[ntp:questions] Getting NTP to correct only the clock skew
Spoon
devnull at ntp.isc.org
Sat Apr 14 10:48:32 UTC 2007
Hal Murray wrote:
> Spoon wrote:
>
>> I'll try to explain my situation in detail.
>>
>> Consider two systems, A and B.
>>
>> A sends ~1000 UDP packets per second to B.
>>
>> A timestamps each packet.
>>
>> These packets travel over an IP network, and suffer delay and jitter.
>>
>> B is supposed to re-send the packets it receives at the rate they
>> were originally sent by A.
>>
>> B buffers N packets. Then it sends the first packet in the queue,
>> computes the departure time of the next packet using the timestamps
>> provided by A, and sleeps until that departure time.
>>
>> If the clocks on A and B do not tick at the same rate, the buffer used
>> by B will either overflow or underflow.
>>
>> This is why I need A's clock and B's clock to tick at the same rate.
>
> You can turn things inside out. Make B's clock be the master.

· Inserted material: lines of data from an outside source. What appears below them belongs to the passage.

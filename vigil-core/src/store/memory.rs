//! In-memory counter store.
//!
//! Suitable for single-instance deployments and tests. The dashmap entry guard
//! holds the shard lock for the key while a counter is read and written, which
//! supplies the per-key atomicity the [`CounterStore`] contract requires.

use async_trait::async_trait;
use chrono::{DateTime, Duration, Utc};
use dashmap::DashMap;

use super::{CounterSnapshot, CounterStore};
use crate::Error;

#[derive(Debug, Clone, Copy)]
struct CounterEntry {
    points_consumed: u32,
    window_expires_at: DateTime<Utc>,
    blocked_until: Option<DateTime<Utc>>,
}

impl CounterEntry {
    fn snapshot(&self) -> CounterSnapshot {
        CounterSnapshot {
            points_consumed: self.points_consumed,
            window_expires_at: self.window_expires_at,
            blocked_until: self.blocked_until,
        }
    }
}

/// Process-local [`CounterStore`] backed by a concurrent map.
#[derive(Default)]
pub struct MemoryCounterStore {
    entries: DashMap<String, CounterEntry>,
}

impl MemoryCounterStore {
    pub fn new() -> Self {
        Self::default()
    }

    /// Number of live keys, expired or not. Test and metrics helper.
    pub fn len(&self) -> usize {
        self.entries.len()
    }

    pub fn is_empty(&self) -> bool {
        self.entries.is_empty()
    }
}

#[async_trait]
impl CounterStore for MemoryCounterStore {
    async fn consume(
        &self,
        key: &str,
        limit: u32,
        window: Duration,
        block: Duration,
    ) -> Result<CounterSnapshot, Error> {
        let now = Utc::now();
        let mut entry = self
            .entries
            .entry(key.to_string())
            .or_insert(CounterEntry {
                points_consumed: 0,
                window_expires_at: now + window,
                blocked_until: None,
            });

        // Block dominates the window: while it is in force nothing consumes.
        if let Some(blocked_until) = entry.blocked_until {
            if blocked_until > now {
                return Ok(entry.snapshot());
            }
            // Lazy expiry of a stale block: start clean.
            entry.blocked_until = None;
            entry.points_consumed = 0;
            entry.window_expires_at = now + window;
        }

        if entry.window_expires_at <= now {
            entry.points_consumed = 0;
            entry.window_expires_at = now + window;
        }

        entry.points_consumed += 1;
        if entry.points_consumed > limit {
            entry.blocked_until = Some(now + block);
        }

        Ok(entry.snapshot())
    }

    async fn force_block(&self, key: &str, block: Duration) -> Result<(), Error> {
        let now = Utc::now();
        let mut entry = self
            .entries
            .entry(key.to_string())
            .or_insert(CounterEntry {
                points_consumed: 0,
                window_expires_at: now,
                blocked_until: None,
            });
        entry.blocked_until = Some(now + block);
        Ok(())
    }

    async fn clear(&self, key: &str) -> Result<(), Error> {
        self.entries.remove(key);
        Ok(())
    }
}

#[cfg(test)]
mod tests {
    use super::*;

    const WINDOW: Duration = Duration::seconds(900);
    const BLOCK: Duration = Duration::seconds(86400);

    #[tokio::test]
    async fn test_consume_counts_within_window() {
        let store = MemoryCounterStore::new();

        for i in 1..=5u32 {
            let snap = store.consume("10.0.0.1", 5, WINDOW, BLOCK).await.unwrap();
            assert_eq!(snap.points_consumed, i);
            assert!(snap.blocked_until.is_none());
        }
    }

    #[tokio::test]
    async fn test_exceeding_limit_sets_block() {
        let store = MemoryCounterStore::new();

        for _ in 0..5 {
            store.consume("10.0.0.1", 5, WINDOW, BLOCK).await.unwrap();
        }
        let snap = store.consume("10.0.0.1", 5, WINDOW, BLOCK).await.unwrap();
        assert_eq!(snap.points_consumed, 6);
        assert!(snap.is_blocked_at(Utc::now()));

        // Once blocked, further calls do not consume.
        let snap = store.consume("10.0.0.1", 5, WINDOW, BLOCK).await.unwrap();
        assert_eq!(snap.points_consumed, 6);
        assert!(snap.is_blocked_at(Utc::now()));
    }

    #[tokio::test]
    async fn test_force_block_without_prior_consumption() {
        let store = MemoryCounterStore::new();

        store.force_block("10.0.0.2", BLOCK).await.unwrap();
        let snap = store.consume("10.0.0.2", 5, WINDOW, BLOCK).await.unwrap();
        assert!(snap.is_blocked_at(Utc::now()));
        assert_eq!(snap.points_consumed, 0);
    }

    #[tokio::test]
    async fn test_clear_resets_counter_and_block() {
        let store = MemoryCounterStore::new();

        store.force_block("10.0.0.3", BLOCK).await.unwrap();
        store.clear("10.0.0.3").await.unwrap();

        let snap = store.consume("10.0.0.3", 5, WINDOW, BLOCK).await.unwrap();
        assert_eq!(snap.points_consumed, 1);
        assert!(!snap.is_blocked_at(Utc::now()));
    }

    #[tokio::test]
    async fn test_expired_window_restarts() {
        let store = MemoryCounterStore::new();

        // A zero-length window is already expired by the next call.
        store
            .consume("10.0.0.4", 5, Duration::zero(), BLOCK)
            .await
            .unwrap();
        let snap = store
            .consume("10.0.0.4", 5, Duration::zero(), BLOCK)
            .await
            .unwrap();
        assert_eq!(snap.points_consumed, 1);
    }

    #[tokio::test]
    async fn test_expired_block_is_lazily_cleared() {
        let store = MemoryCounterStore::new();

        store
            .force_block("10.0.0.5", Duration::zero())
            .await
            .unwrap();
        let snap = store.consume("10.0.0.5", 5, WINDOW, BLOCK).await.unwrap();
        assert_eq!(snap.points_consumed, 1);
        assert!(!snap.is_blocked_at(Utc::now()));
    }

    #[tokio::test]
    async fn test_keys_are_independent() {
        let store = MemoryCounterStore::new();

        for _ in 0..6 {
            store.consume("10.0.0.6", 5, WINDOW, BLOCK).await.unwrap();
        }
        let snap = store.consume("10.0.0.7", 5, WINDOW, BLOCK).await.unwrap();
        assert!(!snap.is_blocked_at(Utc::now()));
        assert_eq!(snap.points_consumed, 1);
    }

    #[tokio::test(flavor = "multi_thread", worker_threads = 8)]
    async fn test_concurrent_consume_never_overcounts() {
        use std::sync::Arc;

        let store = Arc::new(MemoryCounterStore::new());
        let mut handles = Vec::new();
        for _ in 0..20 {
            let store = Arc::clone(&store);
            handles.push(tokio::spawn(async move {
                store.consume("race", 5, WINDOW, BLOCK).await.unwrap()
            }));
        }

        let mut allowed = 0;
        for handle in handles {
            let snap = handle.await.unwrap();
            if !snap.is_blocked_at(Utc::now()) && snap.points_consumed <= 5 {
                allowed += 1;
            }
        }
        assert_eq!(allowed, 5);
    }
}
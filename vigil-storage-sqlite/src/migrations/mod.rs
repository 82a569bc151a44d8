//! Versioned schema migrations for the SQLite backend.
//!
//! Timestamps are stored as unix-second integers throughout; no two databases
//! agree on a datetime type, and second precision is all the engine needs.

use async_trait::async_trait;
use chrono::Utc;
use sqlx::{Sqlite, SqlitePool};

pub type MigrationResult<T> = Result<T, MigrationError>;

#[derive(Debug, thiserror::Error)]
pub enum MigrationError {
    #[error("Migration failed: {0}")]
    Migration(String),
    #[error("Database error: {0}")]
    Database(#[from] sqlx::Error),
}

#[async_trait]
pub trait Migration: Send + Sync {
    /// Execute the migration
    async fn up<'a>(
        &'a self,
        conn: &'a mut <Sqlite as sqlx::Database>::Connection,
    ) -> MigrationResult<()>;

    /// Rollback the migration
    async fn down<'a>(
        &'a self,
        conn: &'a mut <Sqlite as sqlx::Database>::Connection,
    ) -> MigrationResult<()>;

    /// Unique version number for ordering migrations
    fn version(&self) -> i64;

    /// Human readable name of the migration
    fn name(&self) -> &str;
}

#[derive(Debug, Clone, sqlx::FromRow)]
pub struct MigrationRecord {
    pub version: i64,
    pub name: String,
    pub applied_at: i64,
}

const MIGRATION_TABLE: &str = "_vigil_migrations";

pub struct SqliteMigrationManager {
    pool: SqlitePool,
}

impl SqliteMigrationManager {
    pub fn new(pool: SqlitePool) -> Self {
        Self { pool }
    }

    /// Initialize the migration tracking table.
    pub async fn initialize(&self) -> MigrationResult<()> {
        sqlx::query(
            format!(
                r#"
            CREATE TABLE IF NOT EXISTS {MIGRATION_TABLE} (
                version INTEGER PRIMARY KEY,
                name TEXT NOT NULL,
                applied_at INTEGER NOT NULL DEFAULT (unixepoch())
            );"#
            )
            .as_str(),
        )
        .execute(&self.pool)
        .await?;

        Ok(())
    }

    /// Apply pending migrations in order.
    pub async fn up(&self, migrations: &[Box<dyn Migration>]) -> MigrationResult<()> {
        for migration in migrations {
            if !self.is_applied(migration.version()).await? {
                let mut tx = self.pool.begin().await?;

                tracing::info!(
                    "Applying migration {} ({})",
                    migration.name(),
                    migration.version()
                );

                migration.up(&mut tx).await?;

                sqlx::query(
                    format!(
                        "INSERT INTO {MIGRATION_TABLE} (version, name, applied_at) VALUES (?, ?, ?)"
                    )
                    .as_str(),
                )
                .bind(migration.version())
                .bind(migration.name())
                .bind(Utc::now().timestamp())
                .execute(&mut *tx)
                .await?;

                tx.commit().await?;
            }
        }
        Ok(())
    }

    /// Roll back any applied migrations from the given set.
    pub async fn down(&self, migrations: &[Box<dyn Migration>]) -> MigrationResult<()> {
        for migration in migrations {
            if self.is_applied(migration.version()).await? {
                let mut tx = self.pool.begin().await?;

                tracing::info!(
                    "Rolling back migration {} ({})",
                    migration.name(),
                    migration.version()
                );

                migration.down(&mut tx).await?;

                sqlx::query(
                    format!("DELETE FROM {MIGRATION_TABLE} WHERE version = ?").as_str(),
                )
                .bind(migration.version())
                .execute(&mut *tx)
                .await?;

                tx.commit().await?;
            }
        }
        Ok(())
    }

    pub async fn get_applied_migrations(&self) -> MigrationResult<Vec<MigrationRecord>> {
        let records = sqlx::query_as::<_, MigrationRecord>(
            format!("SELECT version, name, applied_at FROM {MIGRATION_TABLE}").as_str(),
        )
        .fetch_all(&self.pool)
        .await?;
        Ok(records)
    }

    pub async fn is_applied(&self, version: i64) -> MigrationResult<bool> {
        let result: bool = sqlx::query_scalar(
            format!("SELECT EXISTS(SELECT 1 FROM {MIGRATION_TABLE} WHERE version = ?)").as_str(),
        )
        .bind(version)
        .fetch_one(&self.pool)
        .await?;
        Ok(result)
    }
}

/// The full migration set for this backend, in order.
pub fn all_migrations() -> Vec<Box<dyn Migration>> {
    vec![
        Box::new(CreateUsersTable),
        Box::new(CreateLoginAttemptsTable),
        Box::new(CreateIpBlacklistTable),
        Box::new(CreateIndexes),
    ]
}

pub struct CreateUsersTable;

#[async_trait]
impl Migration for CreateUsersTable {
    fn version(&self) -> i64 {
        1
    }

    fn name(&self) -> &str {
        "create_users_table"
    }

    async fn up<'a>(
        &'a self,
        conn: &'a mut <Sqlite as sqlx::Database>::Connection,
    ) -> MigrationResult<()> {
        sqlx::query(
            r#"
            CREATE TABLE IF NOT EXISTS users (
                id TEXT PRIMARY KEY,
                password_hash TEXT,
                failed_attempts INTEGER NOT NULL DEFAULT 0,
                last_failed_attempt INTEGER,
                account_locked INTEGER NOT NULL DEFAULT 0,
                lockout_until INTEGER,
                created_at INTEGER NOT NULL DEFAULT (unixepoch()),
                updated_at INTEGER NOT NULL DEFAULT (unixepoch())
            );
            "#,
        )
        .execute(conn)
        .await?;
        Ok(())
    }

    async fn down<'a>(
        &'a self,
        conn: &'a mut <Sqlite as sqlx::Database>::Connection,
    ) -> MigrationResult<()> {
        sqlx::query("DROP TABLE IF EXISTS users").execute(conn).await?;
        Ok(())
    }
}

pub struct CreateLoginAttemptsTable;

#[async_trait]
impl Migration for CreateLoginAttemptsTable {
    fn version(&self) -> i64 {
        2
    }

    fn name(&self) -> &str {
        "create_login_attempts_table"
    }

    async fn up<'a>(
        &'a self,
        conn: &'a mut <Sqlite as sqlx::Database>::Connection,
    ) -> MigrationResult<()> {
        sqlx::query(
            r#"
            CREATE TABLE IF NOT EXISTS login_attempts (
                id INTEGER PRIMARY KEY AUTOINCREMENT,
                user_id TEXT NOT NULL,
                ip_address TEXT NOT NULL,
                device_fingerprint TEXT NOT NULL,
                user_agent TEXT NOT NULL DEFAULT '',
                success INTEGER NOT NULL,
                risk_score INTEGER NOT NULL DEFAULT 0,
                geo_location TEXT,
                attempted_at INTEGER NOT NULL DEFAULT (unixepoch())
            );
            "#,
        )
        .execute(conn)
        .await?;
        Ok(())
    }

    async fn down<'a>(
        &'a self,
        conn: &'a mut <Sqlite as sqlx::Database>::Connection,
    ) -> MigrationResult<()> {
        sqlx::query("DROP TABLE IF EXISTS login_attempts")
            .execute(conn)
            .await?;
        Ok(())
    }
}

pub struct CreateIpBlacklistTable;

#[async_trait]
impl Migration for CreateIpBlacklistTable {
    fn version(&self) -> i64 {
        3
    }

    fn name(&self) -> &str {
        "create_ip_blacklist_table"
    }

    async fn up<'a>(
        &'a self,
        conn: &'a mut <Sqlite as sqlx::Database>::Connection,
    ) -> MigrationResult<()> {
        sqlx::query(
            r#"
            CREATE TABLE IF NOT EXISTS ip_blacklist (
                ip_address TEXT PRIMARY KEY,
                reason TEXT NOT NULL,
                expires_at INTEGER,
                created_at INTEGER NOT NULL DEFAULT (unixepoch())
            );
            "#,
        )
        .execute(conn)
        .await?;
        Ok(())
    }

    async fn down<'a>(
        &'a self,
        conn: &'a mut <Sqlite as sqlx::Database>::Connection,
    ) -> MigrationResult<()> {
        sqlx::query("DROP TABLE IF EXISTS ip_blacklist")
            .execute(conn)
            .await?;
        Ok(())
    }
}

pub struct CreateIndexes;

#[async_trait]
impl Migration for CreateIndexes {
    fn version(&self) -> i64 {
        4
    }

    fn name(&self) -> &str {
        "create_indexes"
    }

    async fn up<'a>(
        &'a self,
        conn: &'a mut <Sqlite as sqlx::Database>::Connection,
    ) -> MigrationResult<()> {
        sqlx::query(
            "CREATE INDEX IF NOT EXISTS idx_login_attempts_ip_time ON login_attempts(ip_address, attempted_at)",
        )
        .execute(&mut *conn)
        .await?;
        sqlx::query(
            "CREATE INDEX IF NOT EXISTS idx_login_attempts_user_time ON login_attempts(user_id, attempted_at)",
        )
        .execute(&mut *conn)
        .await?;
        sqlx::query(
            "CREATE INDEX IF NOT EXISTS idx_login_attempts_device_time ON login_attempts(device_fingerprint, attempted_at)",
        )
        .execute(&mut *conn)
        .await?;
        sqlx::query(
            "CREATE INDEX IF NOT EXISTS idx_ip_blacklist_expiry ON ip_blacklist(expires_at)",
        )
        .execute(conn)
        .await?;
        Ok(())
    }

    async fn down<'a>(
        &'a self,
        conn: &'a mut <Sqlite as sqlx::Database>::Connection,
    ) -> MigrationResult<()> {
        sqlx::query("DROP INDEX IF EXISTS idx_login_attempts_ip_time")
            .execute(&mut *conn)
            .await?;
        sqlx::query("DROP INDEX IF EXISTS idx_login_attempts_user_time")
            .execute(&mut *conn)
            .await?;
        sqlx::query("DROP INDEX IF EXISTS idx_login_attempts_device_time")
            .execute(&mut *conn)
            .await?;
        sqlx::query("DROP INDEX IF EXISTS idx_ip_blacklist_expiry")
            .execute(conn)
            .await?;
        Ok(())
    }
}

#[cfg(test)]
mod tests {
    use super::*;

    #[tokio::test]
    async fn test_migrations_apply_and_track() {
        let pool = SqlitePool::connect("sqlite::memory:").await.unwrap();
        let manager = SqliteMigrationManager::new(pool.clone());
        manager.initialize().await.unwrap();

        let migrations = all_migrations();
        manager.up(&migrations).await.unwrap();

        let applied = manager.get_applied_migrations().await.unwrap();
        assert_eq!(applied.len(), migrations.len());
        assert!(manager.is_applied(1).await.unwrap());

        // Re-running is a no-op.
        manager.up(&migrations).await.unwrap();
        assert_eq!(
            manager.get_applied_migrations().await.unwrap().len(),
            migrations.len()
        );
    }

    #[tokio::test]
    async fn test_migrations_roll_back() {
        let pool = SqlitePool::connect("sqlite::memory:").await.unwrap();
        let manager = SqliteMigrationManager::new(pool.clone());
        manager.initialize().await.unwrap();

        let migrations = all_migrations();
        manager.up(&migrations).await.unwrap();
        manager.down(&migrations).await.unwrap();

        assert!(manager.get_applied_migrations().await.unwrap().is_empty());
    }
}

Why do you think making B the master is better than making A the master?
All I need is for both clocks to tick at the same speed.
> Every n packets, B asks A for more. A doesn't care what time it
> is. It just sends packets when B asks for them.
I can't do that.
A has no control over the rate of the data stream: A receives a CBR data
stream from a local device, stuffs the data into packets, and sends them
over the network.
> If you have something like speech with gaps that can be
> stretched or squished, you may be able to write not too
> complicated code on B that will track A's clock.
The data is compressed video (MPEG Transport Stream).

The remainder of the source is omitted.